In the entries below, find the lines that contain the word "String" and copy them.
Top of INFORMATION GIVEN
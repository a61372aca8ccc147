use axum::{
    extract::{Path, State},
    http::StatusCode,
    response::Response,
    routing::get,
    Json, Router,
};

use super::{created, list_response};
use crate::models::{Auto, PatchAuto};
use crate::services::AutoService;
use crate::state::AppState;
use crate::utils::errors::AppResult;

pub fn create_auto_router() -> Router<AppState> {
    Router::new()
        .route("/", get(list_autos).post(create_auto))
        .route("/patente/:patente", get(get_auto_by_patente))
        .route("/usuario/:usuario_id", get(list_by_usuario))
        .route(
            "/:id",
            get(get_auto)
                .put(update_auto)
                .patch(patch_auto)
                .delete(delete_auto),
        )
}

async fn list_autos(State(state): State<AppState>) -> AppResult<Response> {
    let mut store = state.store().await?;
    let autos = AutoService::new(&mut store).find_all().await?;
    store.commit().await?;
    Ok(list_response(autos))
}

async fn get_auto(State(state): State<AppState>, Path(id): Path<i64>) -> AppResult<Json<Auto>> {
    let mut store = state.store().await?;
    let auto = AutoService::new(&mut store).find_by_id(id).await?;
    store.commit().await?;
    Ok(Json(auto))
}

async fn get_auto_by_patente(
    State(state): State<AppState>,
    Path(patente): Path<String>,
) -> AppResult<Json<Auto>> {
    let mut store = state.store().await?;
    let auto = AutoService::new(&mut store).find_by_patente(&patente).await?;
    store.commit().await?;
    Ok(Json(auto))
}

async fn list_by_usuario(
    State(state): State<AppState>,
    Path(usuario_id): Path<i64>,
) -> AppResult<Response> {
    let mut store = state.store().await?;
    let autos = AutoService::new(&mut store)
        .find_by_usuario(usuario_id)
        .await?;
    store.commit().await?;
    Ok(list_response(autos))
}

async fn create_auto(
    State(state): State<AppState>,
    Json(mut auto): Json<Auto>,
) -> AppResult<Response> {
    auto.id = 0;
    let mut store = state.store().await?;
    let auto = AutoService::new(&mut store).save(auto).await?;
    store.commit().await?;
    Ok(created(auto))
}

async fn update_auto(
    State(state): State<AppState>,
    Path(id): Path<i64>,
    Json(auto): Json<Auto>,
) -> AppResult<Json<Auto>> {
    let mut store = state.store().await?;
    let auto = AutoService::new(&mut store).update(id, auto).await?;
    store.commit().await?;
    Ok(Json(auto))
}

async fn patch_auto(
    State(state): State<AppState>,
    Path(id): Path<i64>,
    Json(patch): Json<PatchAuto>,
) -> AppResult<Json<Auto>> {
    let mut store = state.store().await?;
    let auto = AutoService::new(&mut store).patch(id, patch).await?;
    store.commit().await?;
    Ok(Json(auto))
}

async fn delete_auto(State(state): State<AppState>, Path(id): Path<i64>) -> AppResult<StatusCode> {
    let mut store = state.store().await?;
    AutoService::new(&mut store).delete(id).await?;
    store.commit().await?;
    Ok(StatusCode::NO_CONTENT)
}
Bottom of INFORMATION GIVEN
Top of INFORMATION GIVEN
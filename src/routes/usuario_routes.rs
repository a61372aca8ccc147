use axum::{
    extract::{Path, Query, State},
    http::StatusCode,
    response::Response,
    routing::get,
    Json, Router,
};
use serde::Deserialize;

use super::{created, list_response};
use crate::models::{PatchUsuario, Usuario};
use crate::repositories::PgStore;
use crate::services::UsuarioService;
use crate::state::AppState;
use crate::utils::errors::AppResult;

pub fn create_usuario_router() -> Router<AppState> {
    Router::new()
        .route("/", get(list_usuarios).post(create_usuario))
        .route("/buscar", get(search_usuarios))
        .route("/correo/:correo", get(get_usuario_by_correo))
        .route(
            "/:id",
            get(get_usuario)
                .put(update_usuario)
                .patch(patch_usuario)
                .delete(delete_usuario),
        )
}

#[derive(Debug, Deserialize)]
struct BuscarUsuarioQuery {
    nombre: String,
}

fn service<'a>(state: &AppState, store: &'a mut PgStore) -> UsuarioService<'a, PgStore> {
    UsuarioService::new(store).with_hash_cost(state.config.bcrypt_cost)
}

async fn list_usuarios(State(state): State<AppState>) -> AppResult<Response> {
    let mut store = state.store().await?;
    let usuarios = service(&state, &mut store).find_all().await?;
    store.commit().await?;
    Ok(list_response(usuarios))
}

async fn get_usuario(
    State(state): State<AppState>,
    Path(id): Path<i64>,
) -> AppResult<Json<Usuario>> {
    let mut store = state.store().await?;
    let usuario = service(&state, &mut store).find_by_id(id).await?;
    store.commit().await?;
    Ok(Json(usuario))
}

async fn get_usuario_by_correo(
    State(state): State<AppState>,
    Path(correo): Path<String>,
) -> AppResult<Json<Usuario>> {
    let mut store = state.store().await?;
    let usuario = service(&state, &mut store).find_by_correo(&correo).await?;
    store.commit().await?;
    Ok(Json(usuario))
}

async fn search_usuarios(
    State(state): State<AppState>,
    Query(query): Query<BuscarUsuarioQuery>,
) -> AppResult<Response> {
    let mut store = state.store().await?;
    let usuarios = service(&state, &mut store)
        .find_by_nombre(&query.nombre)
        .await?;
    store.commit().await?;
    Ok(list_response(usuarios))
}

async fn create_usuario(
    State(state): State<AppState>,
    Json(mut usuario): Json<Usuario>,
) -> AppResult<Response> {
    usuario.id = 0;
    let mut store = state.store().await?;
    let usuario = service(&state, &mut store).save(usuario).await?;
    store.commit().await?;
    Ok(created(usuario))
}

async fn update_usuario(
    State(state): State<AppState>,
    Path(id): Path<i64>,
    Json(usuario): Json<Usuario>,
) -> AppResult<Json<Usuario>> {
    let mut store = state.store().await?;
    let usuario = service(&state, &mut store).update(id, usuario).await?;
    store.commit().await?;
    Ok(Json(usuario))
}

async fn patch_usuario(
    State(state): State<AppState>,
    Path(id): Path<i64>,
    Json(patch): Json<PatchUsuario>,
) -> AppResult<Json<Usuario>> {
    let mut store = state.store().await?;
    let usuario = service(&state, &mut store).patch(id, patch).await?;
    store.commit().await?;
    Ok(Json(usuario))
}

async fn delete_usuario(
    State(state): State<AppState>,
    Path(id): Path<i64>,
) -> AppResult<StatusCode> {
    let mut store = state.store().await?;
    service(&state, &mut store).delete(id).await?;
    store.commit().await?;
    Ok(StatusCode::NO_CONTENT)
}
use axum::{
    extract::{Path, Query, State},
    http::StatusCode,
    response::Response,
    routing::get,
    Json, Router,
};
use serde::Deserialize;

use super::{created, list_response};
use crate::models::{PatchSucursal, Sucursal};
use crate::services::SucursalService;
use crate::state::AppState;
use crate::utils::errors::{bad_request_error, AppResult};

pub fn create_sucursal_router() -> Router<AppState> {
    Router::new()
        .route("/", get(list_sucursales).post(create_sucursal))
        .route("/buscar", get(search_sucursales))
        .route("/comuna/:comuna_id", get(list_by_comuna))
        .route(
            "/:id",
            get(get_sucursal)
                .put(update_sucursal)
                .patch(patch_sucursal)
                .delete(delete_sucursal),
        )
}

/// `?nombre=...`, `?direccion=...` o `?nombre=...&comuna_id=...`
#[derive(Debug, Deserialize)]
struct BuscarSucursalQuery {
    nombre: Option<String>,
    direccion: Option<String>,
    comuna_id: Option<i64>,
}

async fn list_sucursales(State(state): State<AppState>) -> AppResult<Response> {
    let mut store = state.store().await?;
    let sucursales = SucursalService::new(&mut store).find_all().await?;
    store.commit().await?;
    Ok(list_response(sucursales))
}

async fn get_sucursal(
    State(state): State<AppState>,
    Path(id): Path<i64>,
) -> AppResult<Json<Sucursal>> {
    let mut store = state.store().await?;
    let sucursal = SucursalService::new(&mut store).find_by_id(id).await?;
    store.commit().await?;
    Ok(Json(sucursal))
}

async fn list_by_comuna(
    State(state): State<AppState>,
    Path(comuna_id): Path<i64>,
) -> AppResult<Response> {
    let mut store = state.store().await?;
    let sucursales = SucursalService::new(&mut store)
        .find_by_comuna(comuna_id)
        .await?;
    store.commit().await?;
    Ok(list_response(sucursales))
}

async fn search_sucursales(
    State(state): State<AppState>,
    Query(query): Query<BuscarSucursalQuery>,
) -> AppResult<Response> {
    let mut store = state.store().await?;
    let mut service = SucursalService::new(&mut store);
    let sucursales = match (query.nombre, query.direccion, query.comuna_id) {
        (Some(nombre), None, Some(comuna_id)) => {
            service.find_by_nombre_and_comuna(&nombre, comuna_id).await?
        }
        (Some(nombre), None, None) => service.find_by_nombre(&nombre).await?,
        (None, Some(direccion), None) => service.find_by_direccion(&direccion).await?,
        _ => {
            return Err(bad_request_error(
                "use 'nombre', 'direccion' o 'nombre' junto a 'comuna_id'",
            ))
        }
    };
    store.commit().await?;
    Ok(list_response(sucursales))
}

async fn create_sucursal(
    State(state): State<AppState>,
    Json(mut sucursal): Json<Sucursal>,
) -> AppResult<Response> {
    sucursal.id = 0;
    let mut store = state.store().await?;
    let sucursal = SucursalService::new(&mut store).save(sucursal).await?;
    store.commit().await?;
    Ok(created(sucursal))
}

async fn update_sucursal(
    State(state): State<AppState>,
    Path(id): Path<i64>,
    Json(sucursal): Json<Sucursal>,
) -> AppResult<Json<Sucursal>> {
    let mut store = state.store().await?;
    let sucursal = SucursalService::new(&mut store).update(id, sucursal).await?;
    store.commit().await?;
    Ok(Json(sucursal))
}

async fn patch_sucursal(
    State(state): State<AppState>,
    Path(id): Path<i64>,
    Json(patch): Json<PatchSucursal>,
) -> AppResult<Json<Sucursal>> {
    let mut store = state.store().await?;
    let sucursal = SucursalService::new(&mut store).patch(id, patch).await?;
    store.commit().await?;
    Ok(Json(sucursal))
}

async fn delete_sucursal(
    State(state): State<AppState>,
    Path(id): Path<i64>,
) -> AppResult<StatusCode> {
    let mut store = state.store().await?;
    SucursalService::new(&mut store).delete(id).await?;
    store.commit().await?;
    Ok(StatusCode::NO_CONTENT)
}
Bottom of INFORMATION GIVEN
Top of INFORMATION GIVEN
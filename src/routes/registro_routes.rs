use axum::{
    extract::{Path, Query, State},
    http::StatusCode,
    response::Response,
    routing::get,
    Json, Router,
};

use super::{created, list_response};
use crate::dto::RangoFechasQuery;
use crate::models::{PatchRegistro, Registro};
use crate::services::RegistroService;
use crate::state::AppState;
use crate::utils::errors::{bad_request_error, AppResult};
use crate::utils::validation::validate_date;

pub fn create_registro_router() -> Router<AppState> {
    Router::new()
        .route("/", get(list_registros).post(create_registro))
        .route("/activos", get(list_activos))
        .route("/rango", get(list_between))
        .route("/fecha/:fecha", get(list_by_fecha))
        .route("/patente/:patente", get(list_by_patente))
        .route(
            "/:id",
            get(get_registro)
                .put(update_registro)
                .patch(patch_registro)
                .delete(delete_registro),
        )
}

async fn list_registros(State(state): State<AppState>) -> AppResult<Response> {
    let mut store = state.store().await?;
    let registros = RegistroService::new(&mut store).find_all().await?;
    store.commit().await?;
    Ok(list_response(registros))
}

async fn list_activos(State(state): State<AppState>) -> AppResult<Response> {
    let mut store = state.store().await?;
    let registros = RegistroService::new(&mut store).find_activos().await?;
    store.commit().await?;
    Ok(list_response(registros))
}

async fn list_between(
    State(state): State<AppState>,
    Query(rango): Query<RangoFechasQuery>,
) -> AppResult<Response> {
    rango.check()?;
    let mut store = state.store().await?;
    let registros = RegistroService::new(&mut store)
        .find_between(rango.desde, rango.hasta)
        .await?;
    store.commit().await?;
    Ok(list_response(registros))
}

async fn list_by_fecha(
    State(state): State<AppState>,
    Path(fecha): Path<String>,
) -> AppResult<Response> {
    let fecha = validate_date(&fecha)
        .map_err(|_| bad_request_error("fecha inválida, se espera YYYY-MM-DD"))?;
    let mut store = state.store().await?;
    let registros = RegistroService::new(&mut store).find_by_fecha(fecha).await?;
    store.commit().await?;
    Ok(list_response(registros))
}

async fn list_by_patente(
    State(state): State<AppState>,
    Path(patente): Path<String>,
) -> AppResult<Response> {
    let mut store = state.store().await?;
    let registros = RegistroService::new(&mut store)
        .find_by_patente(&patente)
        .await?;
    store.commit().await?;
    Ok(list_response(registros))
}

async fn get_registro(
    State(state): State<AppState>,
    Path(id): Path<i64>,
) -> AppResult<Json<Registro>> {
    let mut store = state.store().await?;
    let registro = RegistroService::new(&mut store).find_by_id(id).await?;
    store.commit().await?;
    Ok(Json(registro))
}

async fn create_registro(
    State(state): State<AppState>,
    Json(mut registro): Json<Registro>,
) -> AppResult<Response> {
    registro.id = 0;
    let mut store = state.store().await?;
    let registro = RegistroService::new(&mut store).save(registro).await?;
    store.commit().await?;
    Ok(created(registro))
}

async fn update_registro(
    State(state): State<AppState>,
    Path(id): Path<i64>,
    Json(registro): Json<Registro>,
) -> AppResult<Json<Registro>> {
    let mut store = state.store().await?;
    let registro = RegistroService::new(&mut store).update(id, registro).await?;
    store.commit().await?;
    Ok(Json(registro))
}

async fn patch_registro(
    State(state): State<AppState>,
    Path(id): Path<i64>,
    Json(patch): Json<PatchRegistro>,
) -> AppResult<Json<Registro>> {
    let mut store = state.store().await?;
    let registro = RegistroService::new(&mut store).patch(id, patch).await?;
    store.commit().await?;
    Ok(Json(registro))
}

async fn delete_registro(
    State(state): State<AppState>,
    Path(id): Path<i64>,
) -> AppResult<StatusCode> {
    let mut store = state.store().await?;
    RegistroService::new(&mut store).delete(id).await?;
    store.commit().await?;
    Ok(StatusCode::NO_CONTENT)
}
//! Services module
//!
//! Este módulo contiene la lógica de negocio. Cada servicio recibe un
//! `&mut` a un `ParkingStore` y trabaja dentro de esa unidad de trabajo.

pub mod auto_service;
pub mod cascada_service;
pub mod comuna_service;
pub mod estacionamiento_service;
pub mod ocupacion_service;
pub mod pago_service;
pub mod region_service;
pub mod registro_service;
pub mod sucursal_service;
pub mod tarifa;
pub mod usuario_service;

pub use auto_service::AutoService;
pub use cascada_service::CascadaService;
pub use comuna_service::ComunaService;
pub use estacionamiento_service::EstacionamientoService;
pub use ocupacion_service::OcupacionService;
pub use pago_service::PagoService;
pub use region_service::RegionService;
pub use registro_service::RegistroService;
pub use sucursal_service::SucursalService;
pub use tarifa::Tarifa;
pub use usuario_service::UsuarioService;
Bottom of INFORMATION GIVEN
§ **EXERCISE ANSWER**
    Path(patente): Path<String>,
    nombre: String,
    Path(correo): Path<String>,
    nombre: Option<String>,
    direccion: Option<String>,
    Path(fecha): Path<String>,
    Path(patente): Path<String>,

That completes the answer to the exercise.